Bug 796437

Summary: Users with super user role cannot view other users
Product: [Other] RHQ Project Reporter: John Sanda <jsanda>
Component: Core ServerAssignee: RHQ Project Maintainer <rhq-maint>
Status: CLOSED CURRENTRELEASE QA Contact: Mike Foley <mfoley>
Severity: high Docs Contact:
Priority: unspecified    
Version: 4.3CC: ccrouch, hrupp, jkandasa
Target Milestone: ---   
Target Release: RHQ 4.3.0   
Hardware: Unspecified   
OS: Unspecified   
Whiteboard:
Fixed In Version: Doc Type: Bug Fix
Doc Text:
Story Points: ---
Clone Of: Environment:
Last Closed: 2013-08-31 10:15:45 UTC Type: ---
Regression: --- Mount Type: ---
Documentation: --- CRM:
Verified Versions: Category: ---
oVirt Team: --- RHEL 7.3 requirements from Atomic Host:
Cloudforms Team: --- Target Upstream Version:
Embargoed:
Bug Depends On:    
Bug Blocks: 782579, 786159    

Description John Sanda 2012-02-22 21:35:01 UTC 
Description of problem:
As a user in the super user role, e.g., rhqadmin, I cannot view other users in the users view. I came across this in master.

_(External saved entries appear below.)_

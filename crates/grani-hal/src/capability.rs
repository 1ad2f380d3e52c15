//! Backend capability descriptions.

use serde::{Deserialize, Serialize};

/// The set of gate names a backend accepts (OpenQASM 3 naming convention).
#[derive(Debug, Clone, PartialEq, Eq, Serialize, Deserialize)]
pub struct GateSet {
    gates: Vec<String>,
}

impl GateSet {
    /// Create a gate set from explicit gate names.
    pub fn new(gates: impl IntoIterator<Item = impl Into<String>>) -> Self {
        Self {
            gates: gates.into_iter().map(Into::into).collect(),
        }
    }

    /// The full Grani gate vocabulary (simulators accept everything).
    pub fn universal() -> Self {
        Self::new([
            "id", "x", "y", "z", "h", "s", "sdg", "t", "tdg", "cx", "cy", "cz", "ch", "swap",
            "ccx", "cswap",
        ])
    }

    /// Gates accepted by IBM sampler submission.
    ///
    /// IBM's runtime transpiles to native gates server-side, so the accepted
    /// surface is the stdgates vocabulary we emit, not the Heron native set.
    pub fn ibm() -> Self {
        Self::universal()
    }

    /// Check whether a gate name is in the set.
    pub fn contains(&self, name: &str) -> bool {
        self.gates.iter().any(|g| g == name)
    }

    /// The gate names in this set.
    pub fn gates(&self) -> &[String] {
        &self.gates
    }
}

/// Capabilities of a quantum backend.
///
/// Cached at backend construction time; `Backend::capabilities()` returns a
/// reference without I/O.
#[derive(Debug, Clone, Serialize, Deserialize)]
pub struct Capabilities {
    /// Name of the backend.
    pub name: String,
    /// Number of qubits available.
    pub num_qubits: u32,
    /// Supported gate set.
    pub gate_set: GateSet,
    /// Maximum number of shots per job.
    pub max_shots: u32,
    /// Whether this is a simulator (`true`) vs real hardware (`false`).
    pub is_simulator: bool,
}

impl Capabilities {
    /// Create capabilities for the local simulator.
    pub fn simulator(num_qubits: u32) -> Self {
        Self {
            name: "simulator".into(),
            num_qubits,
            gate_set: GateSet::universal(),
            max_shots: 100_000,
            is_simulator: true,
        }
    }

    /// Create capabilities for IBM devices.
    pub fn ibm(name: impl Into<String>, num_qubits: u32) -> Self {
        Self {
            name: name.into(),
            num_qubits,
            gate_set: GateSet::ibm(),
            max_shots: 100_000,
            is_simulator: false,
        }
    }
}

#[cfg(test)]
mod tests {
    use super::*;

    #[test]
    fn test_universal_gate_set() {
        let gs = GateSet::universal();
        assert!(gs.contains("h"));
        assert!(gs.contains("ccx"));
        assert!(gs.contains("cswap"));
        assert!(!gs.contains("rzz"));
    }

    #[test]
    fn test_simulator_capabilities() {
        let caps = Capabilities::simulator(20);
        assert!(caps.is_simulator);
        assert_eq!(caps.num_qubits, 20);
        assert_eq!(caps.name, "simulator");
    }

    #[test]
    fn test_ibm_capabilities() {
        let caps = Capabilities::ibm("ibm_brisbane", 127);
        assert!(!caps.is_simulator);
        assert_eq!(caps.num_qubits, 127);
        assert!(caps.gate_set.contains("ccx"));
    }
}
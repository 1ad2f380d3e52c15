//! Job lifecycle types.
//!
//! The job state machine:
//!
//! ```text
//!   submit() ──→ Queued ──→ Running ──→ Completed
//!                  │           │
//!                  │           ├──→ Failed(reason)
//!                  │           │
//!                  └───────────┴──→ Cancelled
//! ```
//!
//! **Invariants:**
//! - `submit()` MUST return `Queued`.
//! - Transitions are monotonic — a job never moves backward.
//! - Terminal states (`Completed`, `Failed`, `Cancelled`) are permanent.
//! - `result()` is only valid when status is `Completed`.

use chrono::{DateTime, Utc};
use serde::{Deserialize, Serialize};

/// Unique identifier for a job.
#[derive(Debug, Clone, PartialEq, Eq, Hash, Serialize, Deserialize)]
pub struct JobId(pub String);

impl JobId {
    /// Create a new job ID.
    pub fn new(id: impl Into<String>) -> Self {
        Self(id.into())
    }
}

impl std::fmt::Display for JobId {
    fn fmt(&self, f: &mut std::fmt::Formatter<'_>) -> std::fmt::Result {
        write!(f, "{}", self.0)
    }
}

impl From<String> for JobId {
    fn from(s: String) -> Self {
        Self(s)
    }
}

impl From<&str> for JobId {
    fn from(s: &str) -> Self {
        Self(s.to_string())
    }
}

/// Status of a job.
#[derive(Debug, Clone, PartialEq, Eq, Serialize, Deserialize)]
pub enum JobStatus {
    /// Job is waiting in queue.
    Queued,
    /// Job is currently running.
    Running,
    /// Job completed successfully.
    Completed,
    /// Job failed with an error message.
    Failed(String),
    /// Job was cancelled.
    Cancelled,
}

impl JobStatus {
    /// Check if this is a terminal state.
    pub fn is_terminal(&self) -> bool {
        matches!(
            self,
            JobStatus::Completed | JobStatus::Failed(_) | JobStatus::Cancelled
        )
    }

    /// Check if the job is still pending (queued or running).
    pub fn is_pending(&self) -> bool {
        matches!(self, JobStatus::Queued | JobStatus::Running)
    }

    /// Check if the job completed successfully.
    pub fn is_success(&self) -> bool {
        matches!(self, JobStatus::Completed)
    }
}

impl std::fmt::Display for JobStatus {
    fn fmt(&self, f: &mut std::fmt::Formatter<'_>) -> std::fmt::Result {
        match self {
            JobStatus::Queued => write!(f, "Queued"),
            JobStatus::Running => write!(f, "Running"),
            JobStatus::Completed => write!(f, "Completed"),
            JobStatus::Failed(msg) => write!(f, "Failed: {msg}"),
            JobStatus::Cancelled => write!(f, "Cancelled"),
        }
    }
}

/// A job with metadata for run tracking.
#[derive(Debug, Clone, Serialize, Deserialize)]
pub struct Job {
    /// The job identifier.
    pub id: JobId,
    /// Current status.
    pub status: JobStatus,
    /// Number of shots requested.
    pub shots: u32,
    /// Time the job was created.
    #[serde(skip_serializing_if = "Option::is_none")]
    pub created_at: Option<DateTime<Utc>>,
    /// Time the job started running.
    #[serde(skip_serializing_if = "Option::is_none")]
    pub started_at: Option<DateTime<Utc>>,
    /// Time the job finished.
    #[serde(skip_serializing_if = "Option::is_none")]
    pub finished_at: Option<DateTime<Utc>>,
    /// Backend the job was submitted to.
    #[serde(skip_serializing_if = "Option::is_none")]
    pub backend: Option<String>,
}

impl Job {
    /// Create a new job.
    pub fn new(id: impl Into<JobId>, shots: u32) -> Self {
        Self {
            id: id.into(),
            status: JobStatus::Queued,
            shots,
            created_at: Some(Utc::now()),
            started_at: None,
            finished_at: None,
            backend: None,
        }
    }

    /// Set the backend name.
    pub fn with_backend(mut self, backend: impl Into<String>) -> Self {
        self.backend = Some(backend.into());
        self
    }

    /// Update the status.
    pub fn with_status(mut self, status: JobStatus) -> Self {
        self.status = status;
        if matches!(self.status, JobStatus::Running) && self.started_at.is_none() {
            self.started_at = Some(Utc::now());
        }
        if self.status.is_terminal() && self.finished_at.is_none() {
            self.finished_at = Some(Utc::now());
        }
        self
    }
}

#[cfg(test)]
mod tests {
    use super::*;

    #[test]
    fn test_job_status_terminal() {
        assert!(!JobStatus::Queued.is_terminal());
        assert!(!JobStatus::Running.is_terminal());
        assert!(JobStatus::Completed.is_terminal());
        assert!(JobStatus::Failed("error".into()).is_terminal());
        assert!(JobStatus::Cancelled.is_terminal());
    }

    #[test]
    fn test_job_creation() {
        let job = Job::new("job-123", 1000).with_backend("simulator");

        assert_eq!(job.id.0, "job-123");
        assert_eq!(job.shots, 1000);
        assert_eq!(job.backend, Some("simulator".to_string()));
        assert!(job.created_at.is_some());
    }

    #[test]
    fn test_terminal_status_sets_finished_at() {
        let job = Job::new("job-1", 10).with_status(JobStatus::Completed);
        assert!(job.finished_at.is_some());
    }
}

Version-Release number of selected component (if applicable):


How reproducible:
always

Steps to Reproduce:
1. Log in as rhqadmin (or another user in the super user role).
2. Create a new user, and do not assign the user to the super user role.
3. After the user is created you are sent to the users view, but you will not see the user even if you click the refresh button in the footer.
  
Actual results:

Expected results:


Additional info:
I assigned the new user to a new role, and when I (as rhqadmin) go to view that role and click on the users tab, I do see the user listed. I can log in as the new user as well. The new user can the see the list of users as expected. This problem appears to be specific to users in the super user role.
Comment 1 John Sanda 2012-02-23 02:44:41 UTC 
It appears that this may be related to bug 786159. CCing Ian Springer so he can take a look at this.
Comment 2 Ian Springer 2012-02-23 22:48:32 UTC 
Fixed in master:

http://git.fedorahosted.org/git/?p=rhq/rhq.git;a=commitdiff;h=ffad3bb

We now make sure superusers, or users w/ MANAGE_SECURITY, can view other users, even if they don't have VIEW_USERS.
Comment 3 Ian Springer 2012-02-27 17:44:44 UTC 
QA Steps
========
1) Verify that rhqadmin can view all other users.
2) Verify that another user added to the Superuser role can view all users.
3) Create a role that has MANAGE_SECURITY, but does *not* have VIEW_USERS. Add a user to that role. Verify that user can view all other users.
4) Create a role that has VIEW_USERS, but does *not* have MANAGE_SECURITY. Add a user to that role. Verify that user can view all other users.
5) Create a role with no permissions. Add a user to that role. Verify that user can *not* view any other users.
6) Create a user with no roles. Verify that user can *not* view any other users.
Comment 4 Jeeva Kandasamy 2012-04-25 12:34:14 UTC 
Verified on the Build:
Version: 4.4.0-SNAPSHOT
Build Number: 5ffafd2
GWT Version: 2.4.0
SmartGWT Version: 3.0

OS: RHEL 6.1 X86_64
Browser: Firefox ESR 10.0.3

Followed the steps on Comment 3. Unable to execute the step #3, because "View Users permission cannot be deselected, unless the Manage Security permission, which implies all other permissions, is deselected first."
Comment 5 Heiko W. Rupp 2013-08-31 10:15:45 UTC 
Bulk close of old bugs in VERIFIED state.